Dallas Morning News, December, 2005

Creative Juices Run Deep in Wimberley

Dallas Morning News article

Wimberley, Texas--The Blanco River runs through quiet, scenic Wimberley.

So does creativity.

Locals say famous muralist and artist Buck Winn was the first to set up his studio here in the 1940s. It wasn’t long before others followed, drawn by the slower pace of life and pastoral setting.

Now, artists, sculptors, candle-and-jewelry-makers abound. In just one block of West Spoke Hill Drive, for instance, I found furniture craftsman Gary Weeks, glassblower extraordinaire Tim de Jong and metal sculptor Perry Barnard.

Gary and his family and group of craftsmen turn out their specialty: hand-tooled rocking chairs. If you call ahead, Gary will guide you through the process of turning pieces of raw mesquite (or other woods) into a rocker, which fetches up to $3,700.

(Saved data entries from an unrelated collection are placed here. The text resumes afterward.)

// This Source Code Form is subject to the terms of the Mozilla Public
// License, v. 2.0. If a copy of the MPL was not distributed with this
// file, You can obtain one at https://mozilla.org/MPL/2.0/.

//! IFC-Lite MemStore - In-memory attribute store
//!
//! A reference implementation of the `ifc-lite-sdai` [`AttributeStore`]
//! capability set. It keeps instances, attribute slots, ADBs and aggregates
//! in hash maps and answers reflection queries from a [`Schema`].
//!
//! # Features
//!
//! - **Schema from code or JSON** - [`Schema::builder`] / [`Schema::from_json`]
//! - **Kind coercion** on typed reads (integer as real, logical as boolean, ...)
//! - **Ownership tracking** - [`MemoryStore::live_adbs`] and
//!   [`MemoryStore::live_aggregates`] expose leaks in tests
//! - **IFC4 subset** - [`ifc4::schema`] matches the generated bindings
//!
//! # Example
//!
//! ```ignore
//! use ifc_lite_memstore::{ifc4, MemoryStore};
//! use ifc_lite_sdai::{AttributeStore, StoreValue};
//!
//! let store = MemoryStore::new(ifc4::schema()?);
//! let model = store.create_model("IFC4")?;
//! let wall = store.create_instance(model, "IfcWall")?;
//! store.put_attribute(wall, "Name", StoreValue::String("My wall".into()))?;
//! ```

mod coerce;
pub mod ifc4;
mod schema;
mod store;

pub use schema::{AttributeDef, EntityDef, Schema, SchemaBuilder};
pub use store::MemoryStore;

pub use ifc_lite_sdai::AttributeStore;

/// Behaviour switches for a [`MemoryStore`]
#[derive(Clone, Copy, Debug, PartialEq, Eq)]
pub struct StoreOptions {
    /// Skip duplicate members when appending to SET attributes
    pub dedup_sets: bool,
    /// Reject writes to attributes the schema does not declare
    pub strict_attributes: bool,
}

impl Default for StoreOptions {
    fn default() -> Self {
        Self {
            dedup_sets: true,
            strict_attributes: true,
        }
    }
}

impl StoreOptions {
    /// Create options with default settings
    pub fn new() -> Self {
        Self::default()
    }

    /// Set whether SET aggregates skip duplicate members
    pub fn with_set_dedup(mut self, enabled: bool) -> Self {
        self.dedup_sets = enabled;
        self
    }

    /// Set whether undeclared attribute names are rejected
    pub fn with_strict_attributes(mut self, enabled: bool) -> Self {
        self.strict_attributes = enabled;
        self
    }
}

Gary raises chickens here, too. And the sound of roosters crowing just adds to the rural setting, of which he says: “There’s an artisan in every cedar thicket.”

It would seem to be true. A stone’s throw away (but please don’t, there’s glass!) is Wimberley Glass Works.

Tim de Jong moved here in the early 90s, started blowing glass and now has several full-time artists doing the same. Spectatory are encouraged to watch the entire process sitting in bleachers that seem like church pews. There’s no admission and they don’t even pass the plate, though you can buy a beautiful plate, platter, vase or lamp in the gallery.

Next door, you’ll probably hear Perry Barnard before you see him. Perry’s metal art shop is where he pounds out metal sculptures from recycled materials. He’ll take an old oil drum lit or an exhaust pipe and weld them into faces or animals, whatever his imagination and the materials dictate.

Perry loves Wimberley, but he’s aware that the very things that appeal to him will bring others, too. Real estate developers have “discovered” it and Austin is breathing down residents’ necks. But for now, Perry’s fine with it all.

“When I moved here, there was one traffic light in town,” he says. “Now there are two. I can live with that.”

And artists are still moving here as well. Wimberley probably has more “creative types” per capita (about 10,000 area population) than anyplace else I know.

As Wimberley Chamber of Commerce president Gail Blachly put it: “Artists--you bet we’ve got ‘em. Why, even the UPS driver is a sculptor!”